TASK GOAL: Entries follow. Return each line that contains the word "CreateMappingRequest".

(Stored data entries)
● ● ● ● ●
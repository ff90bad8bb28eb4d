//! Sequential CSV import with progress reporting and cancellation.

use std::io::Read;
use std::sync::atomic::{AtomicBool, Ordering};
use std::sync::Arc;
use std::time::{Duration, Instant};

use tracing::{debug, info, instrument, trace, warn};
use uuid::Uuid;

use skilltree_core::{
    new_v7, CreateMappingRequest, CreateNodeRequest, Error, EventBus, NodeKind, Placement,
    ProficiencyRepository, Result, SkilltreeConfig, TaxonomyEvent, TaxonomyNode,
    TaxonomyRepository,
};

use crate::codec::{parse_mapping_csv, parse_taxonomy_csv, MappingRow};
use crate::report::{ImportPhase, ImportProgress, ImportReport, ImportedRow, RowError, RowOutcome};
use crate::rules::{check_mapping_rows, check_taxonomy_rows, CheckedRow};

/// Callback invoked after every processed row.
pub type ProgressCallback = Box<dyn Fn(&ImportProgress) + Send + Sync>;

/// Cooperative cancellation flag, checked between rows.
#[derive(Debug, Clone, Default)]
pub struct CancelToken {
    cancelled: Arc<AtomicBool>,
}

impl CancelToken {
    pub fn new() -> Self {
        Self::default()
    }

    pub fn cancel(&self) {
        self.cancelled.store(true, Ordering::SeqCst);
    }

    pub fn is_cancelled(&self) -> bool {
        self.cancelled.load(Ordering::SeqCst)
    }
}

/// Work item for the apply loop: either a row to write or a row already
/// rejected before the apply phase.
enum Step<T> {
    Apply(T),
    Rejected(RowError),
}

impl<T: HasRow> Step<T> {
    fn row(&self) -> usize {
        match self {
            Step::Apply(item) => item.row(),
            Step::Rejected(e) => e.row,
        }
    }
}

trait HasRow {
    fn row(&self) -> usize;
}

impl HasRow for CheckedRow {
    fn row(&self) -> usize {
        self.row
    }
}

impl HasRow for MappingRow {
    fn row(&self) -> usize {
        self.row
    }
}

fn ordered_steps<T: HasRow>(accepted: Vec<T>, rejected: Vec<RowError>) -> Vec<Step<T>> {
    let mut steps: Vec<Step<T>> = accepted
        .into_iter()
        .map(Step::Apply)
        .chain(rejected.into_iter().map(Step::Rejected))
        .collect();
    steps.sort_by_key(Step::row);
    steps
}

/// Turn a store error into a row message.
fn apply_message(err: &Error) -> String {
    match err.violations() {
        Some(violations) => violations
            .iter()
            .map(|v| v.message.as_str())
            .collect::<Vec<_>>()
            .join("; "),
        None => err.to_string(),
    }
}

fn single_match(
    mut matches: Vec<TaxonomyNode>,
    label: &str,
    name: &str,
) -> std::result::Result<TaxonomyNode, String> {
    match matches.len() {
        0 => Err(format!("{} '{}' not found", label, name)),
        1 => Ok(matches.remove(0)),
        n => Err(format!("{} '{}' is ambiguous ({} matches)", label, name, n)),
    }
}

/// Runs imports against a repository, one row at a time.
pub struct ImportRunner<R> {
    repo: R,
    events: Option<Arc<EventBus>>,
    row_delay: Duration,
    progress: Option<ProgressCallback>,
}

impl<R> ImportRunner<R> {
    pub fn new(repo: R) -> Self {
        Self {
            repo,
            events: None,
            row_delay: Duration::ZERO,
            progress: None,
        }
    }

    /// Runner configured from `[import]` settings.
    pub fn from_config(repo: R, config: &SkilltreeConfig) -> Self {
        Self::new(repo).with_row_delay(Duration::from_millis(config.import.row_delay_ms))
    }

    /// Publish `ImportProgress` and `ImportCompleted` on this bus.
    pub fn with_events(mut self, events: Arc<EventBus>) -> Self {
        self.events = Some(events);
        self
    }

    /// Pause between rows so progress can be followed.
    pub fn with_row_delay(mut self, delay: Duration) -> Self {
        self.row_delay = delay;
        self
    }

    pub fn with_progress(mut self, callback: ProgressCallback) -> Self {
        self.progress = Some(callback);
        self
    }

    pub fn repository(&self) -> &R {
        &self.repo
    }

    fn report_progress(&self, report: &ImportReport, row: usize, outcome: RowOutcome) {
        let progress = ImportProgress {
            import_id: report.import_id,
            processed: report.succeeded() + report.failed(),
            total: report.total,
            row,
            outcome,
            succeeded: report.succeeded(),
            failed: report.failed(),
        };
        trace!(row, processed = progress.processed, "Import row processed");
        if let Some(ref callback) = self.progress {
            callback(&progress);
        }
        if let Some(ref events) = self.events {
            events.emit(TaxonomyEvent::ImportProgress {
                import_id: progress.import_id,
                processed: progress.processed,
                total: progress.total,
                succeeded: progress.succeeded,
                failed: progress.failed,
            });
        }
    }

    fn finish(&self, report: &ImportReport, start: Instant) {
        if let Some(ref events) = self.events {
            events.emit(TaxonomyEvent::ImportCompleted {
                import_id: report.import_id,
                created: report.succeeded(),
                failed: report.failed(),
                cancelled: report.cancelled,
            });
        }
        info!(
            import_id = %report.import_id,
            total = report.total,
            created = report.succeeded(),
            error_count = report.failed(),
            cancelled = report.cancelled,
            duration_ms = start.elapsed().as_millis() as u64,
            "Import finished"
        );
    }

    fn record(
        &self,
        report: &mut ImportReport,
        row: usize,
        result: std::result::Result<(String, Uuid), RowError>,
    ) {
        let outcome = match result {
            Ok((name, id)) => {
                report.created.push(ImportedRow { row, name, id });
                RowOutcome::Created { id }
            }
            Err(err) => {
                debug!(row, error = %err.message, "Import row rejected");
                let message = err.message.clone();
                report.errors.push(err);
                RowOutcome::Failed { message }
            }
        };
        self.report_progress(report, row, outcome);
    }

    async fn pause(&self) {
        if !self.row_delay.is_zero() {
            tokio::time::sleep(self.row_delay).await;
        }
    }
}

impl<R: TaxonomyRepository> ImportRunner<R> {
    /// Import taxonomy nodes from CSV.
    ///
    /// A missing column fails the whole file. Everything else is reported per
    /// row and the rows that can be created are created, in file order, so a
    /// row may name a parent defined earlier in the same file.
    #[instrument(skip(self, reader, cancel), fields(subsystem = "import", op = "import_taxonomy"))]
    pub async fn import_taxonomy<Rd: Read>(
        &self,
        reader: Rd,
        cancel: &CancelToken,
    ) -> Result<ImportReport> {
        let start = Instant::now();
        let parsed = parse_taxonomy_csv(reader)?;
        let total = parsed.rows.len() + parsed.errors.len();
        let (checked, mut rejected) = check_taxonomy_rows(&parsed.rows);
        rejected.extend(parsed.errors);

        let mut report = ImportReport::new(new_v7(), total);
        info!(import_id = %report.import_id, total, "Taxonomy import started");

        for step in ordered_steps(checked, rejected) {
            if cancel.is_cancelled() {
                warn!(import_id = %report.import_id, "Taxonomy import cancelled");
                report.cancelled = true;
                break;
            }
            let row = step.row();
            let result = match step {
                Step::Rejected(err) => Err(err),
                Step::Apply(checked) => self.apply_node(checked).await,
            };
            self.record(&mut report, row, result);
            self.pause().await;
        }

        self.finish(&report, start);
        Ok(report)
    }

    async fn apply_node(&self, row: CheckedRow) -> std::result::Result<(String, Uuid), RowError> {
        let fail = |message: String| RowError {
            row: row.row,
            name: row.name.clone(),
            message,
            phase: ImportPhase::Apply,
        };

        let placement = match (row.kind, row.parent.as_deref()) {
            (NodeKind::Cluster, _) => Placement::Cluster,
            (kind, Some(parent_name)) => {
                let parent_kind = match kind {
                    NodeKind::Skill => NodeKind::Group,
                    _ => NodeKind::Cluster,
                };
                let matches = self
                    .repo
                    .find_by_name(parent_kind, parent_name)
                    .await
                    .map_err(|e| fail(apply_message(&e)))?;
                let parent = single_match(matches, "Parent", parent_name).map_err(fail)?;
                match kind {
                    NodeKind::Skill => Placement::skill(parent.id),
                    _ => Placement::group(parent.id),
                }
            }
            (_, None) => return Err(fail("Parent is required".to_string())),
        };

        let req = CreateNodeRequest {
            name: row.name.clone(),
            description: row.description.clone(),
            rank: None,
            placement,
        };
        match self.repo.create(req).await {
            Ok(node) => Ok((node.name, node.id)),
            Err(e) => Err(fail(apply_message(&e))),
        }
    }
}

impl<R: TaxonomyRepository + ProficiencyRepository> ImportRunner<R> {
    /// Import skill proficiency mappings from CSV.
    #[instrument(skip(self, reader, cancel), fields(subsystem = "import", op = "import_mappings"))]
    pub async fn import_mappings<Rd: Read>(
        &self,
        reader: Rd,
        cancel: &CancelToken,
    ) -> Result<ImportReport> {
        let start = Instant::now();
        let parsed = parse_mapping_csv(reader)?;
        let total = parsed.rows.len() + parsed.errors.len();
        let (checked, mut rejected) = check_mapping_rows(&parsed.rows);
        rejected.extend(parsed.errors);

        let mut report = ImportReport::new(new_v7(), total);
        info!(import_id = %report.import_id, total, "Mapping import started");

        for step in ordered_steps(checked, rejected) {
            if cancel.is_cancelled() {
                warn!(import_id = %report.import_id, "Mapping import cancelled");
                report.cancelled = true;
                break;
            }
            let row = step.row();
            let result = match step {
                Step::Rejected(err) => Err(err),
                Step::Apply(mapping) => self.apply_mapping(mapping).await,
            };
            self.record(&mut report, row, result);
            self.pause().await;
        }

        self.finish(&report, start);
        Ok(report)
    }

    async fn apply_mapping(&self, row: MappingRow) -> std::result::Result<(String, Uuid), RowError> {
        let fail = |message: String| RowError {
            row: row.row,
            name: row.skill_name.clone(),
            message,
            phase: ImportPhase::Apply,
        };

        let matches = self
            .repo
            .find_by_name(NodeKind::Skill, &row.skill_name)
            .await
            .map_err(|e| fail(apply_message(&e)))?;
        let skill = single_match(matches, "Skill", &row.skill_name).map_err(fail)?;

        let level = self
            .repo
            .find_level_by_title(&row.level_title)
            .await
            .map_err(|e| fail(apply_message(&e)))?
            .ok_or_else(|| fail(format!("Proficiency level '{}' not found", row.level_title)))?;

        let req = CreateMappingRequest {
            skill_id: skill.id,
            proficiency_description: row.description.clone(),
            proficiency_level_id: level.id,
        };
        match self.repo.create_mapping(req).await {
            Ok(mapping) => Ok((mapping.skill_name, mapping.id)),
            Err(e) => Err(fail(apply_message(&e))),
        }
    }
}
● ● ● ● ●
YOUR SOLUTION:
    new_v7, CreateMappingRequest, CreateNodeRequest, Error, EventBus, NodeKind, Placement,
        let req = CreateMappingRequest {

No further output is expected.